= Beginning of Section =

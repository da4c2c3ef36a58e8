//! HTTP server for health checks, Prometheus metrics and the match API
//!
//! This module provides HTTP endpoints for health checks and Prometheus metrics
//! for the tandem-match service using Axum. When an application state is
//! attached, the match API routes are served from the same listener.

use crate::metrics::collector::MetricsCollector;
use crate::service::api;
use crate::service::app::AppState;
use crate::service::health::{HealthCheck, HealthStatus};
use anyhow::{Context, Result};
use axum::{
    extract::State,
    http::{header, StatusCode},
    response::{IntoResponse, Response},
    routing::get,
    Json, Router,
};
use prometheus::{Encoder, TextEncoder};
use serde_json::json;
use std::net::SocketAddr;
use std::sync::Arc;
use tokio::net::TcpListener;
use tokio::sync::broadcast;
use tracing::{debug, error, info, warn};

const SERVICE_NAME: &str = "tandem-match";

/// HTTP server configuration
#[derive(Debug, Clone)]
pub struct HealthServerConfig {
    /// Port to bind the server to
    pub port: u16,
    /// Host to bind to (typically "0.0.0.0" for all interfaces)
    pub host: String,
}

impl Default for HealthServerConfig {
    fn default() -> Self {
        Self {
            port: 8080,
            host: "0.0.0.0".to_string(),
        }
    }
}

/// Shared state for the health server
#[derive(Clone)]
pub struct HealthServerState {
    pub metrics_collector: Arc<MetricsCollector>,
    pub app_state: Option<Arc<AppState>>,
}

/// HTTP server that provides monitoring endpoints and the match API
pub struct HealthServer {
    config: HealthServerConfig,
    state: HealthServerState,
    shutdown_tx: broadcast::Sender<()>,
}

impl HealthServer {
    /// Create a new health server
    pub fn new(config: HealthServerConfig, metrics_collector: Arc<MetricsCollector>) -> Self {
        let (shutdown_tx, _) = broadcast::channel(1);

        Self {
            config,
            state: HealthServerState {
                metrics_collector,
                app_state: None,
            },
            shutdown_tx,
        }
    }

    /// Set the application state for health checks and the match API
    pub fn with_app_state(mut self, app_state: Arc<AppState>) -> Self {
        self.state.app_state = Some(app_state);
        self
    }

    /// Sender that stops a running server when signalled
    pub fn shutdown_sender(&self) -> broadcast::Sender<()> {
        self.shutdown_tx.clone()
    }

    /// Start the server and serve until stopped
    pub async fn start(&self) -> Result<()> {
        let addr: SocketAddr = format!("{}:{}", self.config.host, self.config.port)
            .parse()
            .context("Invalid HTTP server address")?;

        let app = self.create_router();
        let listener = TcpListener::bind(addr)
            .await
            .with_context(|| format!("Failed to bind HTTP server to {}", addr))?;

        info!("HTTP server listening on http://{}", addr);

        let mut shutdown_rx = self.shutdown_tx.subscribe();

        axum::serve(listener, app)
            .with_graceful_shutdown(async move {
                let _ = shutdown_rx.recv().await;
                info!("HTTP server shutdown signal received");
            })
            .await?;

        info!("HTTP server stopped");
        Ok(())
    }

    /// Create the Axum router with all endpoints
    fn create_router(&self) -> Router {
        let router = Router::new()
            .route("/", get(root_handler))
            .route("/health", get(health_handler))
            .route("/ready", get(ready_handler))
            .route("/alive", get(alive_handler))
            .route("/metrics", get(metrics_handler))
            .route("/stats", get(stats_handler))
            .with_state(self.state.clone());

        match &self.state.app_state {
            Some(app_state) => router.merge(api::router(app_state.clone())),
            None => router,
        }
    }

    /// Stop the server
    pub async fn stop(&self) -> Result<()> {
        info!("Stopping HTTP server...");

        if let Err(e) = self.shutdown_tx.send(()) {
            warn!("Failed to send shutdown signal to HTTP server: {}", e);
        }

        Ok(())
    }
}

/// Root endpoint handler - shows service information
async fn root_handler() -> impl IntoResponse {
    Json(json!({
        "service": SERVICE_NAME,
        "version": env!("CARGO_PKG_VERSION"),
        "endpoints": [
            "POST /v1/match",
            "DELETE /v1/match/{participant_id}",
            "/health",
            "/ready",
            "/alive",
            "/metrics",
            "/stats"
        ]
    }))
}

fn health_body(status: &str) -> Json<serde_json::Value> {
    Json(json!({
        "status": status,
        "service": SERVICE_NAME,
        "version": env!("CARGO_PKG_VERSION")
    }))
}

/// Lightweight health check endpoint handler
async fn health_handler(State(state): State<HealthServerState>) -> impl IntoResponse {
    debug!("Health check requested");

    match &state.app_state {
        Some(app_state) => match HealthCheck::liveness_check(app_state.clone()).await {
            Ok(HealthStatus::Healthy) => (StatusCode::OK, health_body("healthy")),
            Ok(HealthStatus::Degraded) => (StatusCode::OK, health_body("degraded")),
            Ok(HealthStatus::Unhealthy) | Err(_) => {
                (StatusCode::SERVICE_UNAVAILABLE, health_body("unhealthy"))
            }
        },
        None => (
            StatusCode::SERVICE_UNAVAILABLE,
            Json(json!({
                "status": "unhealthy",
                "service": SERVICE_NAME,
                "version": env!("CARGO_PKG_VERSION"),
                "error": "Service not initialized"
            })),
        ),
    }
}

/// Readiness check endpoint handler
async fn ready_handler(State(state): State<HealthServerState>) -> impl IntoResponse {
    debug!("Readiness check requested");

    match &state.app_state {
        Some(app_state) => match HealthCheck::readiness_check(app_state.clone()).await {
            Ok(HealthStatus::Healthy) => (StatusCode::OK, "Ready"),
            Ok(HealthStatus::Degraded) => (StatusCode::OK, "Degraded but ready"),
            Ok(HealthStatus::Unhealthy) => (StatusCode::SERVICE_UNAVAILABLE, "Not ready"),
            Err(e) => {
                error!("Readiness check failed: {}", e);
                (StatusCode::SERVICE_UNAVAILABLE, "Not ready")
            }
        },
        None => (StatusCode::SERVICE_UNAVAILABLE, "Service not initialized"),
    }
}

/// Liveness check endpoint handler
async fn alive_handler(State(state): State<HealthServerState>) -> impl IntoResponse {
    debug!("Liveness check requested");

    match &state.app_state {
        Some(app_state) => match HealthCheck::liveness_check(app_state.clone()).await {
            Ok(HealthStatus::Healthy) => (StatusCode::OK, "Alive"),
            _ => (StatusCode::SERVICE_UNAVAILABLE, "Not alive"),
        },
        None => (StatusCode::SERVICE_UNAVAILABLE, "Service not initialized"),
    }
}

/// Prometheus metrics endpoint handler
async fn metrics_handler(State(state): State<HealthServerState>) -> Response {
    debug!("Metrics endpoint requested");

    match encode_metrics(&state.metrics_collector) {
        Ok(metrics_output) => (
            StatusCode::OK,
            [(header::CONTENT_TYPE, TextEncoder::new().format_type().to_string())],
            metrics_output,
        )
            .into_response(),
        Err(e) => {
            error!("Failed to encode metrics: {}", e);
            (
                StatusCode::INTERNAL_SERVER_ERROR,
                "Failed to encode metrics".to_string(),
            )
                .into_response()
        }
    }
}

/// Render all registered metrics in the Prometheus text format
pub fn encode_metrics(metrics_collector: &MetricsCollector) -> Result<String> {
    let metric_families = metrics_collector.registry().gather();
    debug!("Encoding {} metric families", metric_families.len());

    TextEncoder::new()
        .encode_to_string(&metric_families)
        .map_err(|e| anyhow::anyhow!("Failed to encode metrics: {}", e))
}

/// Detailed service statistics endpoint handler (for debugging/human consumption)
async fn stats_handler(State(state): State<HealthServerState>) -> impl IntoResponse {
    debug!("Stats endpoint requested");

    let Some(app_state) = &state.app_state else {
        return (
            StatusCode::SERVICE_UNAVAILABLE,
            Json(json!({
                "service": {
                    "name": SERVICE_NAME,
                    "version": env!("CARGO_PKG_VERSION"),
                    "status": "error"
                },
                "error": "Service not initialized",
                "timestamp": chrono::Utc::now()
            })),
        );
    };

    match HealthCheck::check(app_state.clone()).await {
        Ok(health) => (
            StatusCode::OK,
            Json(json!({
                "service": {
                    "name": health.service,
                    "version": health.version,
                    "status": health.status,
                    "uptime_seconds": health.stats.uptime_seconds
                },
                "queue": {
                    "waiting": health.stats.participants_waiting
                },
                "matching": {
                    "matches_made": health.stats.matches_made,
                    "pending_responses": health.stats.pending_responses,
                    "candidate_races": health.stats.candidate_races,
                    "rooms_total": health.stats.rooms_total
                },
                "components": health.checks,
                "timestamp": chrono::Utc::now()
            })),
        ),
        Err(e) => {
            error!("Failed to get stats: {}", e);
            (
                StatusCode::SERVICE_UNAVAILABLE,
                Json(json!({
                    "service": {
                        "name": SERVICE_NAME,
                        "version": env!("CARGO_PKG_VERSION"),
                        "status": "error"
                    },
                    "error": "Failed to get service stats",
                    "timestamp": chrono::Utc::now()
                })),
            )
        }
    }
}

= End of Section =

▶ PROBLEM DETAILS
Pick out each line above that includes "header" and show it.

▶ EXERCISE OUTPUT
    http::{header, StatusCode},
            [(header::CONTENT_TYPE, TextEncoder::new().format_type().to_string())],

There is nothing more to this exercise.